### ACTIVITY
Search the material below for the word "ancestor" and copy every line in which it occurs.
━━━━━ THE RECORDS
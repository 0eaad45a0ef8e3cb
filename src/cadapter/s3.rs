//! S3 adapter: aws-sdk-s3 implementation of the object backend.
//!
//! Wire-level concerns live here — credentials, endpoint, path-style
//! addressing, Content-MD5 on upload, bounded retry with backoff. The
//! filesystem core above never retries; absence comes back as `None`,
//! `false`, or an empty listing.

use std::time::{Duration, SystemTime};

use async_trait::async_trait;
use aws_sdk_s3::Client;
use aws_sdk_s3::primitives::DateTime;
use aws_sdk_s3::types::{BucketLocationConstraint, CreateBucketConfiguration};
use base64::Engine as _;
use base64::engine::general_purpose::STANDARD as B64;
use tokio::time::sleep;

use crate::cadapter::client::{ObjectBackend, ObjectSummary};
use crate::error::BackendError;

/// Connection options for an S3-compatible endpoint.
#[derive(Debug, Clone)]
pub struct S3Config {
    pub endpoint: String,
    pub region: String,
    /// Maximum retry count for mutating calls.
    pub max_retries: u32,
    /// Initial retry delay (milliseconds), doubled per attempt.
    pub initial_retry_delay_ms: u64,
}

impl Default for S3Config {
    fn default() -> Self {
        Self {
            endpoint: "http://localhost:4566".to_string(),
            region: "ap-northeast-1".to_string(),
            max_retries: 3,
            initial_retry_delay_ms: 100,
        }
    }
}

pub struct S3Backend {
    client: Client,
    config: S3Config,
}

impl S3Backend {
    pub async fn new(config: S3Config) -> Self {
        let conf = aws_config::ConfigLoader::default()
            .credentials_provider(
                aws_config::environment::EnvironmentVariableCredentialsProvider::new(),
            )
            .region(aws_config::Region::new(config.region.clone()))
            .endpoint_url(&config.endpoint)
            .load()
            .await;
        // Path-style addressing: bucket names go into the URL path, which is
        // what LocalStack/MinIO-style endpoints resolve.
        let s3_conf = aws_sdk_s3::config::Builder::from(&conf)
            .force_path_style(true)
            .build();
        Self {
            client: Client::from_conf(s3_conf),
            config,
        }
    }

    fn md5_base64(data: &[u8]) -> String {
        let sum = md5::compute(data);
        B64.encode(sum.0)
    }

    async fn execute_with_retry<T, F, Fut, E>(
        &self,
        operation: F,
        operation_name: &'static str,
    ) -> Result<T, BackendError>
    where
        F: Fn() -> Fut,
        Fut: std::future::Future<Output = Result<T, E>>,
        E: std::fmt::Display + std::fmt::Debug + Send + Sync + 'static,
    {
        let mut attempt = 0;
        let max_retries = self.config.max_retries;
        loop {
            attempt += 1;
            match operation().await {
                Ok(result) => return Ok(result),
                Err(e) => {
                    if attempt > max_retries {
                        return Err(Box::new(std::io::Error::other(format!(
                            "{operation_name} failed after {max_retries} attempts: {e}"
                        ))));
                    }
                    let delay_ms = self.config.initial_retry_delay_ms * 2u64.pow(attempt - 1);
                    sleep(Duration::from_millis(delay_ms)).await;
                }
            }
        }
    }
}

fn to_system_time(datetime: &DateTime) -> Option<SystemTime> {
    let secs = datetime.secs();
    if secs < 0 {
        return None;
    }
    Some(SystemTime::UNIX_EPOCH + Duration::new(secs as u64, datetime.subsec_nanos()))
}

#[async_trait]
impl ObjectBackend for S3Backend {
    async fn get_object(
        &self,
        bucket: &str,
        key: &str,
    ) -> Result<Option<Vec<u8>>, BackendError> {
        let resp = self
            .client
            .get_object()
            .bucket(bucket)
            .key(key)
            .send()
            .await;
        match resp {
            Ok(output) => {
                use tokio::io::AsyncReadExt;
                let mut body = output.body.into_async_read();
                let mut buf = Vec::new();
                body.read_to_end(&mut buf).await?;
                Ok(Some(buf))
            }
            Err(err) => {
                let service = err.into_service_error();
                if service.is_no_such_key() {
                    Ok(None)
                } else {
                    Err(Box::new(service))
                }
            }
        }
    }

    async fn put_object(&self, bucket: &str, key: &str, data: &[u8]) -> Result<(), BackendError> {
        let checksum = Self::md5_base64(data);
        let operation = || async {
            self.client
                .put_object()
                .bucket(bucket)
                .key(key)
                .content_md5(checksum.clone())
                .body(data.to_owned().into())
                .send()
                .await
        };
        self.execute_with_retry(operation, "put_object").await?;
        Ok(())
    }

    async fn delete_object(&self, bucket: &str, key: &str) -> Result<(), BackendError> {
        let operation = || async {
            self.client
                .delete_object()
                .bucket(bucket)
                .key(key)
                .send()
                .await
        };
        self.execute_with_retry(operation, "delete_object").await?;
        Ok(())
    }

    async fn head_object(&self, bucket: &str, key: &str) -> Result<bool, BackendError> {
        let resp = self
            .client
            .head_object()
            .bucket(bucket)
            .key(key)
            .send()
            .await;
        match resp {
            Ok(_) => Ok(true),
            Err(err) => {
                let service = err.into_service_error();
                if service.is_not_found() {
                    Ok(false)
                } else {
                    Err(Box::new(service))
                }
            }
        }
    }

    async fn head_bucket(&self, bucket: &str) -> Result<bool, BackendError> {
        let resp = self.client.head_bucket().bucket(bucket).send().await;
        match resp {
            Ok(_) => Ok(true),
            Err(err) => {
                let service = err.into_service_error();
                if service.is_not_found() {
                    Ok(false)
                } else {
                    Err(Box::new(service))
                }
            }
        }
    }

    async fn list_objects(
        &self,
        bucket: &str,
        prefix: &str,
    ) -> Result<Vec<ObjectSummary>, BackendError> {
        let mut summaries = Vec::new();
        let mut continuation: Option<String> = None;
        loop {
            let mut req = self.client.list_objects_v2().bucket(bucket).prefix(prefix);
            if let Some(token) = &continuation {
                req = req.continuation_token(token);
            }
            let page = req
                .send()
                .await
                .map_err(|err| Box::new(err.into_service_error()) as BackendError)?;
            for object in page.contents() {
                summaries.push(ObjectSummary {
                    key: object.key().unwrap_or_default().to_string(),
                    last_modified: object.last_modified().and_then(to_system_time),
                    size: object.size().unwrap_or(0).max(0) as u64,
                });
            }
            match page.next_continuation_token() {
                Some(token) => continuation = Some(token.to_string()),
                None => return Ok(summaries),
            }
        }
    }

    async fn list_buckets(&self) -> Result<Vec<String>, BackendError> {
        let output = self
            .client
            .list_buckets()
            .send()
            .await
            .map_err(|err| Box::new(err.into_service_error()) as BackendError)?;
        Ok(output
            .buckets()
            .iter()
            .filter_map(|bucket| bucket.name().map(String::from))
            .collect())
    }

    async fn create_bucket(&self, bucket: &str) -> Result<(), BackendError> {
        let operation = || async {
            let mut req = self.client.create_bucket().bucket(bucket);
            // us-east-1 is the one region S3 rejects as an explicit
            // location constraint.
            if self.config.region != "us-east-1" {
                let constraint = BucketLocationConstraint::from(self.config.region.as_str());
                req = req.create_bucket_configuration(
                    CreateBucketConfiguration::builder()
                        .location_constraint(constraint)
                        .build(),
                );
            }
            req.send().await
        };
        self.execute_with_retry(operation, "create_bucket").await?;
        Ok(())
    }

    async fn delete_bucket(&self, bucket: &str) -> Result<(), BackendError> {
        let operation = || async { self.client.delete_bucket().bucket(bucket).send().await };
        self.execute_with_retry(operation, "delete_bucket").await?;
        Ok(())
    }
}
//! Object-store adapter (cadapter)
//!
//! Submodules:
//! - `client`: backend trait plus the cache-backed client the filesystem
//!   core talks to
//! - `s3`: S3-compatible adapter implementation
//! - `memory`: in-memory adapter for tests and local development
//!
//! Responsibilities summary:
//! - Provide an async API for whole-object put/get/delete, existence checks
//!   and prefix listings, plus bucket lifecycle.
//! - Keep wire-level concerns (credentials, retries/backoff, checksums)
//!   inside the backend implementations; callers never retry.
//! - Fold every backend failure into a single i/o error kind and report
//!   absence as data, not as an error.
pub mod client;
pub mod memory;
pub mod s3;
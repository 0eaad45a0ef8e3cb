//! Mount helpers for starting/stopping FUSE
//!
//! Notes:
//! - Only supported on Unix-like systems. On Linux we support unprivileged
//!   mount via fusermount3.
//! - These helpers are thin wrappers over rfuse3 raw Session APIs.

use std::path::Path;

use rfuse3::MountOptions;

use crate::cadapter::client::ObjectBackend;
use crate::fuse::fs::FuseFs;

/// Build default mount options.
#[allow(dead_code)]
fn default_mount_options(allow_other: bool) -> MountOptions {
    let mut options = MountOptions::default();
    options.fs_name("bucketfs");
    if allow_other {
        options.allow_other(true);
    }
    options
}

/// Mount the filesystem on the given directory using unprivileged mode
/// (requires fusermount3 in PATH).
#[cfg(target_os = "linux")]
pub async fn mount_unprivileged<B>(
    fs: FuseFs<B>,
    mount_point: impl AsRef<Path>,
    allow_other: bool,
) -> std::io::Result<rfuse3::raw::MountHandle>
where
    B: ObjectBackend + 'static,
{
    let options = default_mount_options(allow_other);
    let session = rfuse3::raw::Session::new(options);
    session.mount_with_unprivileged(fs, mount_point).await
}

/// Fallback stub for non-Linux targets.
#[cfg(not(target_os = "linux"))]
pub async fn mount_unprivileged<B>(
    _fs: FuseFs<B>,
    _mount_point: impl AsRef<Path>,
    _allow_other: bool,
) -> std::io::Result<rfuse3::raw::MountHandle>
where
    B: ObjectBackend + 'static,
{
    Err(std::io::Error::new(
        std::io::ErrorKind::Unsupported,
        "FUSE mount is only supported on Linux in this build",
    ))
}
use std::path::PathBuf;

use anyhow::{Context, bail};
use clap::Parser;
use log::{error, info};
use serde::Deserialize;

use bucketfs::cadapter::client::ObjectClient;
use bucketfs::cadapter::s3::{S3Backend, S3Config};
use bucketfs::fuse::fs::FuseFs;
use bucketfs::fuse::mount::mount_unprivileged;
use bucketfs::vfs::Vfs;

/// Mount S3-compatible object storage as a local directory tree.
#[derive(Debug, Parser)]
#[command(name = "bucketfs", version, about)]
struct Cli {
    /// Object store endpoint URL.
    #[arg(long, env = "S3_ENDPOINT", default_value = "http://localhost:4566")]
    endpoint: String,

    /// Region handed to the store client.
    #[arg(long, env = "AWS_REGION", default_value = "ap-northeast-1")]
    region: String,

    /// Mount point; created if missing. Defaults to ~/mount/bucketfs.
    #[arg(long)]
    mountpoint: Option<PathBuf>,

    /// Allow other users to access the mount.
    #[arg(long)]
    allow_other: bool,

    /// Skip the endpoint health probe (for stores without /health).
    #[arg(long)]
    skip_health_check: bool,

    /// Verbose per-operation logging.
    #[arg(long)]
    debug: bool,
}

#[derive(Debug, Deserialize)]
struct Health {
    services: HealthServices,
}

#[derive(Debug, Deserialize)]
struct HealthServices {
    s3: Option<String>,
}

/// Probe `<endpoint>/health` and require the s3 service to be up before
/// mounting; a mount over a dead endpoint fails on first access otherwise.
async fn health_check(endpoint: &str) -> anyhow::Result<()> {
    let url = format!("{endpoint}/health");
    let resp = reqwest::get(&url)
        .await
        .with_context(|| format!("endpoint is not reachable at {url}"))?;
    let status = resp.status();
    let body = resp.text().await.context("read health response body")?;
    let health: Health = serde_json::from_str(&body)
        .with_context(|| format!("health response is invalid, status {status}, body {body}"))?;
    match health.services.s3.as_deref() {
        Some("running") | Some("available") => Ok(()),
        state => bail!("s3 service is not running at {endpoint} (state {state:?})"),
    }
}

async fn shutdown_signal() {
    #[cfg(unix)]
    {
        use tokio::signal::unix::{SignalKind, signal};
        let mut sigterm =
            signal(SignalKind::terminate()).expect("failed to install SIGTERM handler");
        tokio::select! {
            _ = tokio::signal::ctrl_c() => {}
            _ = sigterm.recv() => {}
        }
    }
    #[cfg(not(unix))]
    {
        let _ = tokio::signal::ctrl_c().await;
    }
}

#[tokio::main]
async fn main() -> anyhow::Result<()> {
    let cli = Cli::parse();

    let mut logger = env_logger::Builder::from_default_env();
    if cli.debug {
        logger.filter_level(log::LevelFilter::Debug);
    }
    logger.init();

    let mountpoint = match cli.mountpoint {
        Some(path) => path,
        None => dirs::home_dir()
            .context("cannot determine home directory for the default mount point")?
            .join("mount")
            .join("bucketfs"),
    };
    std::fs::create_dir_all(&mountpoint)
        .with_context(|| format!("create mount point {}", mountpoint.display()))?;

    if !cli.skip_health_check {
        health_check(&cli.endpoint).await?;
    }

    let backend = S3Backend::new(S3Config {
        endpoint: cli.endpoint,
        region: cli.region,
        ..S3Config::default()
    })
    .await;
    let fs = FuseFs::new(Vfs::new(ObjectClient::new(backend)));

    info!("mount start: {}", mountpoint.display());
    let mut mount_handle = mount_unprivileged(fs, &mountpoint, cli.allow_other)
        .await
        .with_context(|| format!("mount at {}", mountpoint.display()))?;

    let handle = &mut mount_handle;
    tokio::select! {
        res = handle => res.context("fuse session ended unexpectedly")?,
        _ = shutdown_signal() => {
            info!("unmounting {}", mountpoint.display());
            if let Err(err) = mount_handle.unmount().await {
                error!("unmount failed, may be in use by another process: {err}");
                return Err(err.into());
            }
            info!("unmounted");
        }
    }
    Ok(())
}
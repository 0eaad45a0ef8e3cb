//! TTL-bounded metadata cache with structural invalidation.
//!
//! Three independent domains: key listings, bucket existence, and the
//! bucket-name set. Listings churn with every write and get a short window;
//! buckets rarely change and keep a longer one. Mutations invalidate every
//! ancestor prefix of the touched key so parent listings never outlive a
//! child write. Store errors are never cached.

use std::sync::Arc;
use std::time::Duration;

use moka::future::Cache;

use crate::cadapter::client::ObjectSummary;
use crate::vfs::path::dir_combination;

/// Freshness windows and capacity for the cache domains.
#[derive(Debug, Clone, Copy)]
pub struct CacheConfig {
    pub listing_ttl: Duration,
    pub bucket_ttl: Duration,
    pub capacity: u64,
}

impl Default for CacheConfig {
    fn default() -> Self {
        Self {
            listing_ttl: Duration::from_secs(5),
            bucket_ttl: Duration::from_secs(60),
            capacity: 10_000,
        }
    }
}

pub struct MetaCache {
    listings: Cache<(String, String), Arc<Vec<ObjectSummary>>>,
    bucket_exists: Cache<String, bool>,
    buckets: Cache<(), Arc<Vec<String>>>,
}

impl MetaCache {
    pub fn new(config: CacheConfig) -> Self {
        Self {
            listings: Cache::builder()
                .max_capacity(config.capacity)
                .time_to_live(config.listing_ttl)
                .build(),
            bucket_exists: Cache::builder()
                .max_capacity(config.capacity)
                .time_to_live(config.bucket_ttl)
                .build(),
            buckets: Cache::builder()
                .max_capacity(1)
                .time_to_live(config.bucket_ttl)
                .build(),
        }
    }

    pub async fn listing(&self, bucket: &str, prefix: &str) -> Option<Arc<Vec<ObjectSummary>>> {
        self.listings
            .get(&(bucket.to_string(), prefix.to_string()))
            .await
    }

    pub async fn store_listing(
        &self,
        bucket: &str,
        prefix: &str,
        listing: Arc<Vec<ObjectSummary>>,
    ) {
        self.listings
            .insert((bucket.to_string(), prefix.to_string()), listing)
            .await;
    }

    pub async fn bucket_exists(&self, bucket: &str) -> Option<bool> {
        self.bucket_exists.get(bucket).await
    }

    pub async fn store_bucket_exists(&self, bucket: &str, exists: bool) {
        self.bucket_exists.insert(bucket.to_string(), exists).await;
    }

    pub async fn bucket_names(&self) -> Option<Arc<Vec<String>>> {
        self.buckets.get(&()).await
    }

    pub async fn store_bucket_names(&self, names: Arc<Vec<String>>) {
        self.buckets.insert((), names).await;
    }

    /// Drop every listing whose prefix is an ancestor of (or equal to) the
    /// mutated key. Listings are cached under both bare and
    /// trailing-separator spellings of a prefix, so both are dropped.
    /// Idempotent; may race with a concurrent populate (see module docs).
    pub async fn invalidate_key(&self, bucket: &str, key: &str) {
        for prefix in dir_combination(key) {
            self.listings
                .invalidate(&(bucket.to_string(), format!("{prefix}/")))
                .await;
            self.listings.invalidate(&(bucket.to_string(), prefix)).await;
        }
    }

    /// Bucket create/delete: drop the bucket-name set and the bucket's
    /// existence entry.
    pub async fn invalidate_bucket(&self, bucket: &str) {
        self.buckets.invalidate(&()).await;
        self.bucket_exists.invalidate(bucket).await;
    }
}

impl Default for MetaCache {
    fn default() -> Self {
        Self::new(CacheConfig::default())
    }
}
━━━━━━━━━━
### RESULT FOR THIS TASK
//! ancestor prefix of the touched key so parent listings never outlive a
    /// Drop every listing whose prefix is an ancestor of (or equal to) the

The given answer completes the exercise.